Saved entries
- - - - - - -

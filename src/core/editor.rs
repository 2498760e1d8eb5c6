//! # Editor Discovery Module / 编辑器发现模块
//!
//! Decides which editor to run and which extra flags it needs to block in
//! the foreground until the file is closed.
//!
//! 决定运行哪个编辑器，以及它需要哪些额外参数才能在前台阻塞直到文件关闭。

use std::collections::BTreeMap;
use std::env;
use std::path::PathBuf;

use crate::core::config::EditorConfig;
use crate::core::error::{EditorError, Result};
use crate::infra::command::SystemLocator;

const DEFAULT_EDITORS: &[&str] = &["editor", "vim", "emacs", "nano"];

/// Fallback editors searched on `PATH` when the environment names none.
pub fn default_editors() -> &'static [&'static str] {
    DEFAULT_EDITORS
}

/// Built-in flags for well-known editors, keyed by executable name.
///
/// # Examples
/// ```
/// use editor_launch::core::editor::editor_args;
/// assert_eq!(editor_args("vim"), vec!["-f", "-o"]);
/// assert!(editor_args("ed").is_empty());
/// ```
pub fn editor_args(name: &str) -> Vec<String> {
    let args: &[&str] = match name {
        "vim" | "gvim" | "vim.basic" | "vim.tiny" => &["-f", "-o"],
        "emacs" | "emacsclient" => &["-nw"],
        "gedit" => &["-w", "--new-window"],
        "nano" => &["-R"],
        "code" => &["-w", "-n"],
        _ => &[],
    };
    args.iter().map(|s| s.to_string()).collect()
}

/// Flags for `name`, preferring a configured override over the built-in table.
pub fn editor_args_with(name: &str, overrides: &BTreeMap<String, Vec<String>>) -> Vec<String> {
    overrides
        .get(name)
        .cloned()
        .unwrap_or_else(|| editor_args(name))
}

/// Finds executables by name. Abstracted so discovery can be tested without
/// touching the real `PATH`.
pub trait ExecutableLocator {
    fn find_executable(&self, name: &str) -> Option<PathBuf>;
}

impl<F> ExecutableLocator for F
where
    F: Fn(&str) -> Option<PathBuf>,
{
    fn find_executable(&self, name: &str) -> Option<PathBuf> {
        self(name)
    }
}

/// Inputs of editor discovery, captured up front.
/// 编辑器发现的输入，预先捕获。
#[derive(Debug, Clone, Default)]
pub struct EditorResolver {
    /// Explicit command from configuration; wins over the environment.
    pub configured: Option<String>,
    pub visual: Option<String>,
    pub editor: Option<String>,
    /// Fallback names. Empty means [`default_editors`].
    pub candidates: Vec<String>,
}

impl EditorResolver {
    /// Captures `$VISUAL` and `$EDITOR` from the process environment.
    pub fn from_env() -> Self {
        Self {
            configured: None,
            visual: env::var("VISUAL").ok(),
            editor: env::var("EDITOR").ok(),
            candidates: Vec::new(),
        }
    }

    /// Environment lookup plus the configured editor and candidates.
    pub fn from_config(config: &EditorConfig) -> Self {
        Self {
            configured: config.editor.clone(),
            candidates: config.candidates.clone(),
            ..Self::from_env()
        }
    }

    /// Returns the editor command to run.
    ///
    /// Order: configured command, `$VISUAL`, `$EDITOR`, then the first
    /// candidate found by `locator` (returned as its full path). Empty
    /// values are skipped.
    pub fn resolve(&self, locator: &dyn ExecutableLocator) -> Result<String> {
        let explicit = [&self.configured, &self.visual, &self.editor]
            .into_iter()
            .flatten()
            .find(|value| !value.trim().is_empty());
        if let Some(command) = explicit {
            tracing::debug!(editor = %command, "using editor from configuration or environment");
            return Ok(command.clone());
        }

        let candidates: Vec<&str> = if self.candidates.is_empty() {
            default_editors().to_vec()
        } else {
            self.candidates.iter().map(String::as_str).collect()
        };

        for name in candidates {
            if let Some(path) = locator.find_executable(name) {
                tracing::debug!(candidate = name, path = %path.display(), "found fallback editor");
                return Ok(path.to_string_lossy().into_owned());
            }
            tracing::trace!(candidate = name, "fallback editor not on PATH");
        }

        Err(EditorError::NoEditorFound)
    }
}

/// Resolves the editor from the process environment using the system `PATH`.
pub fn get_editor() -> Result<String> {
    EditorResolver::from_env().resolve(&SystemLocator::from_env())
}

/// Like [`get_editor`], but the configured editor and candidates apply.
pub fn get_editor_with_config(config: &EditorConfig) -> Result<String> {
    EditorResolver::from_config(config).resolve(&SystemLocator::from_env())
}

- - - - - - -

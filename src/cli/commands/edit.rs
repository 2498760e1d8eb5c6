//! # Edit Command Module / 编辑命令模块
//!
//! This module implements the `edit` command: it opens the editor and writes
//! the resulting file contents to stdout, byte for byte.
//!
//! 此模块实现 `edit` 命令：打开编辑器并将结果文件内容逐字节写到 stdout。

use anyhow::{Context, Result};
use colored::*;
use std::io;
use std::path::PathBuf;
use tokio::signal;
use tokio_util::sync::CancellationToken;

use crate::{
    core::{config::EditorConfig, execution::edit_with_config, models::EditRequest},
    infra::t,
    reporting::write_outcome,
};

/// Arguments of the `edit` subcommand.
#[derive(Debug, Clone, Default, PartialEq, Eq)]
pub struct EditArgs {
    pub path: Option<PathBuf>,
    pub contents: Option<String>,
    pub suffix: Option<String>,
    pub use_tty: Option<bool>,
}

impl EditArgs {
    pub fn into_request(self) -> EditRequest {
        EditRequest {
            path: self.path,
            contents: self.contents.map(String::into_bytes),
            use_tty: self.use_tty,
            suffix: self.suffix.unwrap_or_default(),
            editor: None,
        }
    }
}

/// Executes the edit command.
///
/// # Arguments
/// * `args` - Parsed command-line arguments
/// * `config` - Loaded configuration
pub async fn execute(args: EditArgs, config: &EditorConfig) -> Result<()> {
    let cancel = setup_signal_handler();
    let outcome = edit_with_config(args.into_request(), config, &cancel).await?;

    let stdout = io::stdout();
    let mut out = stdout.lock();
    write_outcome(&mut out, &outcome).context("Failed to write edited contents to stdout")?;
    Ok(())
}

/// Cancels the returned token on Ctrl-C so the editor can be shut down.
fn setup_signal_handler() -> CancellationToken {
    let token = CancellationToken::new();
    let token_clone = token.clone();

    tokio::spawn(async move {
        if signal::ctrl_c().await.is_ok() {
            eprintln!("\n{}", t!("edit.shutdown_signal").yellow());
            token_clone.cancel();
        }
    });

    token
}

- - - - - - -

Required action = Wherever the word "struct" appears in the data, return the whole line.

Response to this task =
pub struct EditorResolver {
pub struct EditArgs {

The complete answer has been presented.